Specializes in Psych (25 years), Medical (15 years). Has 43 years experience. 1 Article; 9,893 Posts

In the past, farmers knew that locking the barn after the horse was stolen would help in preventing more thefts.

OUxPhys

OUxPhys, BSN, RN

Specializes in Cardiology. Has 7 years experience. 1,184 Posts

I still read the label before drawing or administering the med. Im just that paranoid. 

ThePrincessBride, MSN, RN, NP

Specializes in Med-Surg, NICU. Has 7 years experience. 1 Article; 2,556 Posts

I don't think a med like vec should he easily accessible. It should require two nurses to pull and 2 nurses to give or it needs to be Stat or ordered from pharmacy.

I mean, if you have to double sign heparin drip changes, you should have to dual sign a paralytic.

Wuzzie

4,812 Posts

20 minutes ago, ThePrincessBride said:

I don't think a med like vec should he easily accessible. It should require two nurses to pull and 2 nurses to give or it needs to be Stat or ordered from pharmacy.

I mean, if you have to double sign heparin drip changes, you should have to dual sign a paralytic.

I know that sounds like it makes sense but sometimes it’s needed for urgent reasons, not just intubation. The time it would take to do what you propose is not workable in those situations. 

mtmkjr, BSN

349 Posts

On 6/15/2022 at 6:20 PM, Rose_Queen said:

"such as wrapping plastic around vecuronium, or placing a hard, bright obtrusive label on it that says 'paralytic,' so there could be no confusion,"

 

On 6/15/2022 at 6:20 PM, Rose_Queen said:

And yet, you'd need to look at the label to see it.

I'm not very confident that hard plastic obtrusive packaging have gotten her attention if she already was disregarding the red warning cap and attention to the fact that Versed does not come in powder form. 

I know! How about tiny little warning bells or a little electronic voice that says that says, "danger! paralytic!' when the cap is removed?.... 🙄

CommunityRNBSN

CommunityRNBSN, BSN, RN

Specializes in Community health. Has 4 years experience. 801 Posts

On 6/15/2022 at 6:36 PM, Emergent said:

I believe one of the reasons that led to this error is that the system is too cluttered with useless warnings and cumbersome obstacles to actually getting something done. The human brain can only take so many flashing lights. It's much like alarm fatigue, after a while we just start tuning all that static out. 

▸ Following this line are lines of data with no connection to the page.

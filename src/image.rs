//! Serialization of the whole file system into one image.
//!
//! Image layout:
//! - Superblock (magic, version, geometry, flags, payload length, payload digest)
//! - Block region: every block in index order, optionally masked
//! - Directory table: one fixed-size record per slot
//! - Allocation lists: for each live slot in slot order, a count and that many block indices
//!
//! Loading walks the live slots in the same order as saving, so the two must stay in step.

use log::{debug, warn};

use crate::bitmap::Allocator;
use crate::config::*;
use crate::mask::apply_mask;
use crate::structs::{read_u32, DirEntry, EntryKind, SuperBlock};
use crate::superblock::{read_superblock, write_superblock};
use crate::{BlockStore, DirectoryTable, Error, Geometry, Result};

/// Everything restored from an image.
#[derive(Debug)]
pub struct Loaded {
    pub store: BlockStore,
    pub table: DirectoryTable,
    pub allocator: Allocator,
    pub masked: bool,
}

pub fn encode_image(
    geometry: &Geometry,
    store: &BlockStore,
    table: &DirectoryTable,
    masked: bool,
) -> Vec<u8> {
    let alloc_len: usize = table.live().map(|(_, entry)| 4 + 4 * entry.blocks.len()).sum();
    let mut image = Vec::with_capacity(
        SUPERBLOCK_SIZE + store.as_bytes().len() + table.capacity() * DIR_RECORD_SIZE + alloc_len,
    );
    image.resize(SUPERBLOCK_SIZE, 0); // Filled in once the payload is known

    image.extend_from_slice(store.as_bytes());
    if masked {
        apply_mask(&mut image[SUPERBLOCK_SIZE..], IMAGE_MASK_KEY);
    }

    for entry in table.slots() {
        entry.encode_record(&mut image);
    }

    for (_, entry) in table.live() {
        image.extend_from_slice(&(entry.blocks.len() as u32).to_le_bytes());
        for block_id in &entry.blocks {
            image.extend_from_slice(&block_id.to_le_bytes());
        }
    }

    let superblock = SuperBlock::new(geometry, masked, &image[SUPERBLOCK_SIZE..]);
    let mut header = Vec::with_capacity(SUPERBLOCK_SIZE);
    write_superblock(&superblock, &mut header);
    image[..SUPERBLOCK_SIZE].copy_from_slice(&header);

    debug!("encoded image: {} bytes, masked: {}", image.len(), masked);
    image
}

struct Reader<'a> {
    buf: &'a [u8],
    pos: usize,
}

impl<'a> Reader<'a> {
    fn take(&mut self, len: usize, what: &'static str) -> Result<&'a [u8]> {
        let end = self.pos.checked_add(len).filter(|&end| end <= self.buf.len());
        let Some(end) = end else {
            return Err(Error::CorruptImage(what));
        };
        let bytes = &self.buf[self.pos..end];
        self.pos = end;
        Ok(bytes)
    }

    fn u32(&mut self, what: &'static str) -> Result<u32> {
        Ok(read_u32(self.take(4, what)?, 0))
    }
}

/// Restores a file system from `image`, which must have been laid out with `geometry`.
pub fn decode_image(image: &[u8], geometry: &Geometry) -> Result<Loaded> {
    let superblock = read_superblock(image)?;
    if superblock.geometry() != *geometry {
        return Err(Error::GeometryMismatch);
    }
    let payload = &image[SUPERBLOCK_SIZE..];
    superblock.verify_payload(payload)?;

    let mut reader = Reader { buf: payload, pos: 0 };

    let mut region = reader.take(geometry.disk_size(), "truncated block region")?.to_vec();
    if superblock.is_masked() {
        apply_mask(&mut region, IMAGE_MASK_KEY);
    }
    let store = BlockStore::from_bytes(region, geometry.block_size, geometry.num_blocks)?;

    let mut slots = Vec::with_capacity(geometry.max_files);
    for _ in 0..geometry.max_files {
        let record = reader.take(DIR_RECORD_SIZE, "truncated directory table")?;
        slots.push(DirEntry::decode_record(record)?);
    }

    for (index, entry) in slots.iter_mut().enumerate().filter(|(_, e)| e.is_live()) {
        let count = reader.u32("truncated allocation list")? as usize;
        if count > geometry.num_blocks {
            return Err(Error::CorruptImage("allocation list longer than the disk"));
        }
        entry.blocks = (0..count)
            .map(|_| reader.u32("truncated allocation list"))
            .collect::<Result<_>>()?;
        check_entry(index, entry, geometry)?;
    }

    if reader.pos != payload.len() {
        return Err(Error::CorruptImage("trailing bytes after allocation lists"));
    }

    let allocator = Allocator::from_entries(geometry.num_blocks, &slots)?;
    Ok(Loaded {
        store,
        table: DirectoryTable::from_slots(slots),
        allocator,
        masked: superblock.is_masked(),
    })
}

fn check_entry(index: usize, entry: &mut DirEntry, geometry: &Geometry) -> Result<()> {
    match entry.kind {
        EntryKind::File => {
            if entry.blocks.len() != entry.size_in_blocks as usize {
                return Err(Error::CorruptImage("file block count does not match its size"));
            }
            if entry.len_bytes > (entry.blocks.len() * geometry.block_size) as u64 {
                return Err(Error::CorruptImage("file length exceeds its blocks"));
            }
        }
        EntryKind::Directory => {
            if entry.size_in_blocks != 0 || entry.len_bytes != 0 {
                return Err(Error::CorruptImage("directory with a data size"));
            }
        }
    }
    if entry.start_block != entry.blocks.first().copied() {
        warn!(
            "slot {}: start block {:?} disagrees with allocation list, using {:?}",
            index,
            entry.start_block,
            entry.blocks.first()
        );
        entry.start_block = entry.blocks.first().copied();
    }
    Ok(())
}
//! Reading and writing file contents through an entry's allocation list.
//! File contents are stored masked with `CONTENT_MASK_KEY`.

use crate::config::CONTENT_MASK_KEY;
use crate::mask::apply_mask;
use crate::{BlockStore, DirEntry, Error, Result};

/// Returns the contents of `entry`: its data blocks in order, unmasked and cut to its length.
/// Works on a copy, the stored bytes are left as they are.
pub fn fread(store: &BlockStore, entry: &DirEntry) -> Result<Vec<u8>> {
    let len = entry.len_bytes as usize;
    let mut buffer = Vec::with_capacity(len);

    for &block_id in entry.data_blocks() {
        let remaining = len - buffer.len();
        if remaining == 0 {
            break;
        }
        let block = store.block(block_id)?;
        let bytes_to_read = block.len().min(remaining);
        buffer.extend_from_slice(&block[..bytes_to_read]);
    }

    if buffer.len() != len {
        return Err(Error::CorruptImage("file length exceeds its blocks"));
    }
    apply_mask(&mut buffer, CONTENT_MASK_KEY);
    Ok(buffer)
}

/// Writes `data` across `blocks` in order, masked.
/// Bytes of the blocks past the end of `data` are zeroed.
pub fn fwrite(store: &mut BlockStore, blocks: &[u32], data: &[u8]) -> Result<()> {
    let block_size = store.block_size();
    if data.len() > blocks.len() * block_size {
        return Err(Error::InvalidArgument("data exceeds the allocated blocks"));
    }

    let mut chunks = data.chunks(block_size);
    let mut block_buf = Vec::with_capacity(block_size);
    for &block_id in blocks {
        block_buf.clear();
        if let Some(chunk) = chunks.next() {
            block_buf.extend_from_slice(chunk);
            apply_mask(&mut block_buf, CONTENT_MASK_KEY);
        }
        store.write_block(block_id, &block_buf)?;
    }

    Ok(())
}
//! Reversible byte-wise XOR masking.
//! Obfuscation only: anyone holding the image can undo it.

/// Masks `data` in place with `key`. Applying it twice restores the input.
pub fn apply_mask(data: &mut [u8], key: u8) {
    for byte in data.iter_mut() {
        *byte ^= key;
    }
}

YES YES shout this from the rooftops. 

I work outpatient. There are no medications on the premises that could possibly do serious harm. And yet, Every Single Task I perform using our eMR gives me a series of bright red warnings. “This patient is on Prozac. RISK FOR SEROTONIN SYNDROME.  DO YOU REALLY WANT TO SEND THIS MED.”  “This patient is on warfarin. DID YOU DISCUSS BLEEDING DANGERS.”  “This patient has a history of depression. DID YOU ASSESS FOR SUICIDALITY.”  I have to click “acknowledge” multiple times on bright red warning boxes to accomplish the simplest of tasks. When someone says “But RV overrode a paralytic warning!” I just roll my eyes.